How to Uncover New Transport Modeling Insights with EMME Scenes

Bentley Expert Profile Image

Bentley Expert

people riding bikes and walking on trail

Share

EMME multimodal transport planning software helps cities, planning agencies, infrastructure owners, and mobility providers improve planning decisions by evaluating and forecasting transport system performance.

EMME includes an interactive and animated 3D mapping environment called EMME Scenes which was developed to help you better understand your travel models and improve transport planning decisions. Seeing models in new ways can bring new insights, especially when they are sufficiently easy to produce from a travel model. EMME Scenes represents another step forward in our journey to portray a more comprehensive and accurate representation of urban mobility.  

EMME makes it easy to produce a variety of scenes using the model data in your projects. In this blog post we’ll provide some context and application for some of the most popular scene types. 
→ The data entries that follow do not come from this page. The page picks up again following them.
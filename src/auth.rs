use std::collections::HashMap;
use std::sync::Mutex;
use std::time::{Duration, Instant};

use base64::engine::general_purpose::STANDARD as BASE64;
use base64::Engine as _;
use sha2::{Digest, Sha256};
use uuid::Uuid;

/// Hash a password with a fresh random salt. Stored as `salt$hash`.
pub fn hash_password(password: &str) -> String {
    let salt = Uuid::new_v4().simple().to_string();
    format!("{}${}", salt, digest(&salt, password))
}

pub fn verify_password(stored: &str, provided: &str) -> bool {
    match stored.split_once('$') {
        Some((salt, hash)) => digest(salt, provided) == hash,
        None => false,
    }
}

fn digest(salt: &str, password: &str) -> String {
    let mut hasher = Sha256::new();
    hasher.update(salt.as_bytes());
    hasher.update(password.as_bytes());
    BASE64.encode(hasher.finalize())
}

struct Session {
    user_id: Uuid,
    issued: Instant,
}

/// Token-keyed session store with TTL expiry. Kept in process memory and
/// passed to handlers through shared state; sessions do not survive a
/// server restart.
pub struct SessionStore {
    ttl: Duration,
    sessions: Mutex<HashMap<String, Session>>,
}

impl SessionStore {
    pub fn new(ttl: Duration) -> Self {
        Self {
            ttl,
            sessions: Mutex::new(HashMap::new()),
        }
    }

    /// Issue a fresh token bound to the user.
    pub fn issue(&self, user_id: Uuid) -> String {
        let token = Uuid::new_v4().to_string();
        let mut sessions = self.sessions.lock().unwrap();
        sessions.insert(
            token.clone(),
            Session {
                user_id,
                issued: Instant::now(),
            },
        );
        token
    }

    /// Look up the user behind a token. Expired entries are dropped on the
    /// spot.
    pub fn resolve(&self, token: &str) -> Option<Uuid> {
        let mut sessions = self.sessions.lock().unwrap();
        match sessions.get(token) {
            Some(session) if session.issued.elapsed() < self.ttl => Some(session.user_id),
            Some(_) => {
                sessions.remove(token);
                None
            }
            None => None,
        }
    }

    pub fn revoke(&self, token: &str) {
        self.sessions.lock().unwrap().remove(token);
    }

    /// Drop all expired sessions.
    pub fn cleanup(&self) {
        let mut sessions = self.sessions.lock().unwrap();
        sessions.retain(|_, session| session.issued.elapsed() < self.ttl);
    }

    #[allow(dead_code)]
    pub fn len(&self) -> usize {
        self.sessions.lock().unwrap().len()
    }
}

#[cfg(test)]
mod tests {
    use super::*;

    #[test]
    fn hash_round_trip() {
        let stored = hash_password("hunter2");
        assert!(verify_password(&stored, "hunter2"));
        assert!(!verify_password(&stored, "hunter3"));
    }

    #[test]
    fn same_password_hashes_differently() {
        assert_ne!(hash_password("hunter2"), hash_password("hunter2"));
    }

    #[test]
    fn malformed_stored_hash_never_verifies() {
        assert!(!verify_password("no-salt-separator", "anything"));
    }

    #[test]
    fn issue_and_resolve() {
        let store = SessionStore::new(Duration::from_secs(60));
        let user_id = Uuid::new_v4();
        let token = store.issue(user_id);
        assert_eq!(store.resolve(&token), Some(user_id));
        assert_eq!(store.resolve("not-a-token"), None);
    }

    #[test]
    fn revoked_token_stops_resolving() {
        let store = SessionStore::new(Duration::from_secs(60));
        let token = store.issue(Uuid::new_v4());
        store.revoke(&token);
        assert_eq!(store.resolve(&token), None);
    }

    #[test]
    fn expired_token_stops_resolving() {
        let store = SessionStore::new(Duration::ZERO);
        let token = store.issue(Uuid::new_v4());
        assert_eq!(store.resolve(&token), None);
    }

    #[test]
    fn cleanup_drops_expired_sessions() {
        let store = SessionStore::new(Duration::ZERO);
        store.issue(Uuid::new_v4());
        store.issue(Uuid::new_v4());
        store.cleanup();
        assert_eq!(store.len(), 0);
    }
}
pub mod extract;
pub mod handlers;
pub mod routes;

use serde::{Deserialize, Serialize};
use uuid::Uuid;

use crate::billing::CardDetails;
use crate::db::{Generation, HistoryEntry, Tier, UserSummary, Voice};

#[derive(Debug, Deserialize)]
pub struct RegisterRequest {
    pub username: String,
    pub email: String,
    pub password: String,
}

#[derive(Debug, Deserialize)]
pub struct LoginRequest {
    pub email: String,
    pub password: String,
}

#[derive(Debug, Serialize, Deserialize)]
pub struct LoginResponse {
    pub token: String,
    pub user: UserSummary,
}

#[derive(Debug, Deserialize)]
pub struct GenerateRequest {
    pub text: String,
    pub voice_id: Uuid,
    #[serde(default = "default_speed")]
    pub speed: f64,
    /// Accepted and recorded, not applied by the engines.
    #[serde(default = "default_pitch")]
    pub pitch: f64,
    #[serde(default = "default_emotion")]
    pub emotion: String,
}

fn default_speed() -> f64 {
    1.0
}

fn default_pitch() -> f64 {
    1.0
}

fn default_emotion() -> String {
    "neutral".to_string()
}

#[derive(Debug, Serialize, Deserialize)]
pub struct GenerateResponse {
    pub generation: Generation,
    /// Relative URL the audio can be fetched from.
    pub audio_url: String,
}

#[derive(Debug, Serialize, Deserialize)]
pub struct VoicesResponse {
    pub voices: Vec<Voice>,
}

#[derive(Debug, Deserialize)]
pub struct CloneVoiceRequest {
    pub name: String,
    /// Base64-encoded audio sample.
    pub sample_base64: String,
    #[serde(default = "default_language")]
    pub language: String,
}

fn default_language() -> String {
    "en-us".to_string()
}

#[derive(Debug, Serialize, Deserialize)]
pub struct HistoryResponse {
    pub history: Vec<HistoryEntry>,
}

#[derive(Debug, Deserialize)]
pub struct SubscribeRequest {
    pub tier: Tier,
    pub card: CardDetails,
}

#[derive(Debug, Serialize, Deserialize)]
pub struct SubscribeResponse {
    pub message: String,
    pub user: UserSummary,
}

#[derive(Debug, Serialize, Deserialize)]
pub struct HealthResponse {
    pub status: String,
    pub version: String,
}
 EMME Scenes - Create Scene

Disclaimer: The examples below were produced for illustrative purposes only and do not directly reflect data that has been used or approved for planning purposes in any way by any party, stated or otherwise. 

 

Animated Network Scenes

Traditional bandwidth plots don’t show movement or time even though the traffic results produced by most travel models represent link-level traffic flow rates and speeds. You can conveniently visualize these aspects simultaneously from any existing travel model using the Traffic Flow layer in the Network scene. In the example here, traffic flow animation is shown against extruded 3D bandwidth plots of transit volumes. Notice how you can discern differences in traffic speed, number of lanes and even volume/capacity ratio between freeways, arterials or different parts of the network. 

Almost all travel models today include at least some kind of time-of-day choice, at the very least to treat AM, midday, and PM periods differently. And some network models, such as the space-time traffic assignment in EMME, produce explicit temporal results across time periods. With EMME Scenes you can easily animate network values across time periods, across scenarios, or even to show ranges of response from sensitivity testing your model parameters or inputs. In the next example, hourly traffic flows are animated over the course of 24 hours. Notice how the commute direction change is clearly visible in and out of the Central Business District (CBD) between the morning and evening. Values are interpolated smoothly between 1-hour periods, but this can be configured to your preference. 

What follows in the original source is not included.